El modus operandi es tema a tratar más despacio, pero es ineludible aludir a los poderes implícitos de la Unión para conseguir la realización de los auténticos fines de esta; y también al articulado regulador de las “Cooperaciones Reforzadas”

En este punto, disiento de Manuel Marín y Mariola Urrea cuando en un excelente artículo rechazan para esta materia el mecanismo de las cooperaciones reforzadas, basándose en que no cabe utilizarlo al tratarse de competencias exclusivas de la UE, entre ellas, ciertamente, según el artículo 3 del Tratado de la Unión Europea, "la política monetaria de los Estados miembros cuya moneda es el euro". Sin apurar argumentos que nos alargarían demasiado, sí constato que los preceptos citados son más de política económica —¿qué otra cosa es la ya famosa "consolidación fiscal"?— que estrictamente monetaria.

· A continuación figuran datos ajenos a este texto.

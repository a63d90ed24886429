//! Render payloads derived from one filtered view.
//!
//! # Responsibility
//! - Project closure-repaired records into chart sequences.
//! - Shape table rows and summary figures from the filtered records.
//!
//! # Invariants
//! - Chart payloads use the closed set; table, summary and export use the
//!   filtered set.

pub mod chart;
pub mod collate;
pub mod summary;
pub mod table;
//! Chart projection for hierarchical renderers.
//!
//! # Responsibility
//! - Turn a parent-complete record set into parallel id/label/parent/value
//!   sequences.
//! - Shape the renderer trace (kind, depth clamp, total-is-sum hint).
//!
//! # Invariants
//! - One entry per input record, in input order.
//! - Weight policy is global to the view: if any record has a weight, absent
//!   weights become `0`; if none has, every value is `1`.
//! - Values are never aggregated upward here; the renderer sums branches.

use crate::model::record::Record;
use serde::Serialize;
use std::error::Error;
use std::fmt::{Display, Formatter};
use std::str::FromStr;

/// Branch value mode hint: a parent's value is the total of its children.
pub const BRANCH_VALUES_TOTAL: &str = "total";

const HOVER_WITH_WEIGHT: &str = "<b>%{label}</b><br>Weight: %{value:.1} %<extra></extra>";
const HOVER_WITHOUT_WEIGHT: &str = "<b>%{label}</b><br>Weight: not provided<extra></extra>";

/// Supported chart shapes.
#[derive(Debug, Clone, Copy, PartialEq, Eq, Default, Serialize)]
#[serde(rename_all = "snake_case")]
pub enum ChartKind {
    /// Radial layout.
    #[default]
    Sunburst,
    /// Rectangular layout.
    Treemap,
}

impl ChartKind {
    pub fn as_str(self) -> &'static str {
        match self {
            Self::Sunburst => "sunburst",
            Self::Treemap => "treemap",
        }
    }
}

impl Display for ChartKind {
    fn fmt(&self, f: &mut Formatter<'_>) -> std::fmt::Result {
        f.write_str(self.as_str())
    }
}

/// Unknown chart kind text.
#[derive(Debug, Clone, PartialEq, Eq)]
pub struct ParseChartKindError(pub String);

impl Display for ParseChartKindError {
    fn fmt(&self, f: &mut Formatter<'_>) -> std::fmt::Result {
        write!(
            f,
            "unsupported chart kind `{}`; expected sunburst|treemap",
            self.0
        )
    }
}

impl Error for ParseChartKindError {}

impl FromStr for ChartKind {
    type Err = ParseChartKindError;

    fn from_str(value: &str) -> Result<Self, Self::Err> {
        match value.trim().to_ascii_lowercase().as_str() {
            "sunburst" => Ok(Self::Sunburst),
            "treemap" => Ok(Self::Treemap),
            other => Err(ParseChartKindError(other.to_string())),
        }
    }
}

/// Maximum rendered depth.
#[derive(Debug, Clone, Copy, PartialEq, Eq, Default)]
pub enum DepthLimit {
    /// Renderer decides.
    #[default]
    Auto,
    /// Clamp to this many levels. Always >= 1.
    Levels(u32),
}

impl DepthLimit {
    /// Returns the clamp value, `None` for `Auto`.
    pub fn max_depth(self) -> Option<u32> {
        match self {
            Self::Auto => None,
            Self::Levels(levels) => Some(levels),
        }
    }
}

impl Display for DepthLimit {
    fn fmt(&self, f: &mut Formatter<'_>) -> std::fmt::Result {
        match self {
            Self::Auto => f.write_str("auto"),
            Self::Levels(levels) => write!(f, "{levels}"),
        }
    }
}

/// Depth limit text is neither `auto` nor a positive integer.
#[derive(Debug, Clone, PartialEq, Eq)]
pub struct ParseDepthLimitError(pub String);

impl Display for ParseDepthLimitError {
    fn fmt(&self, f: &mut Formatter<'_>) -> std::fmt::Result {
        write!(
            f,
            "invalid depth limit `{}`; expected auto or a positive integer",
            self.0
        )
    }
}

impl Error for ParseDepthLimitError {}

impl FromStr for DepthLimit {
    type Err = ParseDepthLimitError;

    fn from_str(value: &str) -> Result<Self, Self::Err> {
        let trimmed = value.trim();
        if trimmed.is_empty() || trimmed.eq_ignore_ascii_case("auto") {
            return Ok(Self::Auto);
        }
        match trimmed.parse::<u32>() {
            Ok(levels) if levels > 0 => Ok(Self::Levels(levels)),
            _ => Err(ParseDepthLimitError(trimmed.to_string())),
        }
    }
}

/// Flat parent/child payload for one view.
#[derive(Debug, Clone, PartialEq, Default, Serialize)]
pub struct ViewProjection {
    pub ids: Vec<String>,
    pub labels: Vec<String>,
    pub parents: Vec<String>,
    pub values: Vec<f64>,
    /// Whether any record in the view carried a weight.
    pub has_weight: bool,
}

impl ViewProjection {
    pub fn len(&self) -> usize {
        self.ids.len()
    }

    pub fn is_empty(&self) -> bool {
        self.ids.is_empty()
    }
}

/// Projects a parent-complete record set into renderer sequences.
pub fn project(closed: &[&Record]) -> ViewProjection {
    let has_weight = closed.iter().any(|record| record.has_weight());
    let value_of = |record: &Record| match (has_weight, record.weight) {
        (false, _) => 1.0,
        (true, Some(weight)) => weight,
        (true, None) => 0.0,
    };

    ViewProjection {
        ids: closed.iter().map(|record| record.code.clone()).collect(),
        labels: closed.iter().map(|&record| display_label(record)).collect(),
        parents: closed.iter().map(|record| record.parent.clone()).collect(),
        values: closed.iter().map(|&record| value_of(record)).collect(),
        has_weight,
    }
}

/// Composite `code - label` text, or the bare code when the label is empty.
pub fn display_label(record: &Record) -> String {
    if record.label.is_empty() {
        record.code.clone()
    } else {
        format!("{} - {}", record.code, record.label)
    }
}

/// Treemap tiling hint.
#[derive(Debug, Clone, PartialEq, Eq, Serialize)]
pub struct TreemapTiling {
    pub packing: &'static str,
}

/// Serializable trace for the chart collaborator.
#[derive(Debug, Clone, PartialEq, Serialize)]
pub struct ChartTrace {
    #[serde(rename = "type")]
    pub kind: ChartKind,
    pub ids: Vec<String>,
    pub labels: Vec<String>,
    pub parents: Vec<String>,
    pub values: Vec<f64>,
    pub branchvalues: &'static str,
    #[serde(skip_serializing_if = "Option::is_none")]
    pub maxdepth: Option<u32>,
    pub hovertemplate: &'static str,
    #[serde(skip_serializing_if = "Option::is_none")]
    pub tiling: Option<TreemapTiling>,
}

impl ChartTrace {
    /// Builds a trace from a projection.
    pub fn new(kind: ChartKind, depth_limit: DepthLimit, projection: ViewProjection) -> Self {
        let hovertemplate = if projection.has_weight {
            HOVER_WITH_WEIGHT
        } else {
            HOVER_WITHOUT_WEIGHT
        };
        let tiling = match kind {
            ChartKind::Treemap => Some(TreemapTiling {
                packing: "squarify",
            }),
            ChartKind::Sunburst => None,
        };
        Self {
            kind,
            ids: projection.ids,
            labels: projection.labels,
            parents: projection.parents,
            values: projection.values,
            branchvalues: BRANCH_VALUES_TOTAL,
            maxdepth: depth_limit.max_depth(),
            hovertemplate,
            tiling,
        }
    }
}
//! Core logic for the classview hierarchical classification viewer.
//! This crate owns every invariant of filtering, ancestor repair and
//! chart projection; front-ends only translate control state and payloads.

pub mod codec;
pub mod config;
pub mod hierarchy;
pub mod logging;
pub mod model;
pub mod search;
pub mod service;
pub mod source;
pub mod view;

pub use codec::csv::{decode_records, encode_records, parse_weight, CsvDecodeError};
pub use config::{ConfigError, ViewerConfig};
pub use hierarchy::closure::close;
pub use hierarchy::index::HierarchyIndex;
pub use logging::{default_log_level, init_logging, logging_status, LogLevel};
pub use model::record::{Record, RecordValidationError, CODE_SEPARATOR};
pub use search::filter::{filter_records, is_all_roots, root_options, ALL_ROOTS};
pub use service::dataset_store::{DatasetStore, LoadOutcome, LoadTicket};
pub use service::debounce::Debouncer;
pub use service::view_service::{
    chart_projection, closed_view, export_view, filtered_view, render_view, ViewOutput,
    ViewRequest,
};
pub use source::dataset_source::{DatasetSource, FileSource, LoadError, LoadResult, TextSource};
pub use view::chart::{
    display_label, project, ChartKind, ChartTrace, DepthLimit, ParseChartKindError,
    ParseDepthLimitError, ViewProjection,
};
pub use view::collate::compare_codes;
pub use view::summary::ViewSummary;
pub use view::table::{table_rows, TableRow, TABLE_COLUMNS, TABLE_EMPTY_MESSAGE};

/// Minimal health-check API for early integration.
pub fn ping() -> &'static str {
    "pong"
}

/// Returns the core crate version.
pub fn core_version() -> &'static str {
    env!("CARGO_PKG_VERSION")
}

Felicitemos, pues, a los jefes de Estado y de Gobierno que firmaron el reciente nuevo Tratado, deseémosles éxito en su propósito de rigor fiscal, pero exijámosles que a su vez potencien la solvencia económica de la eurozona a partir de la emisión de eurobonos por el BCE, capacitado jurídicamente para ello a tenor de los mecanismos que quedan expuestos.

No se satisfagan con un Tratado por el que el deseable avance en velocidad quede convertido en aparcamiento disuasorio.

Por Carlos Mª Bru Purón, notario, ex diputado a Cortes y al Parlamento Europeo.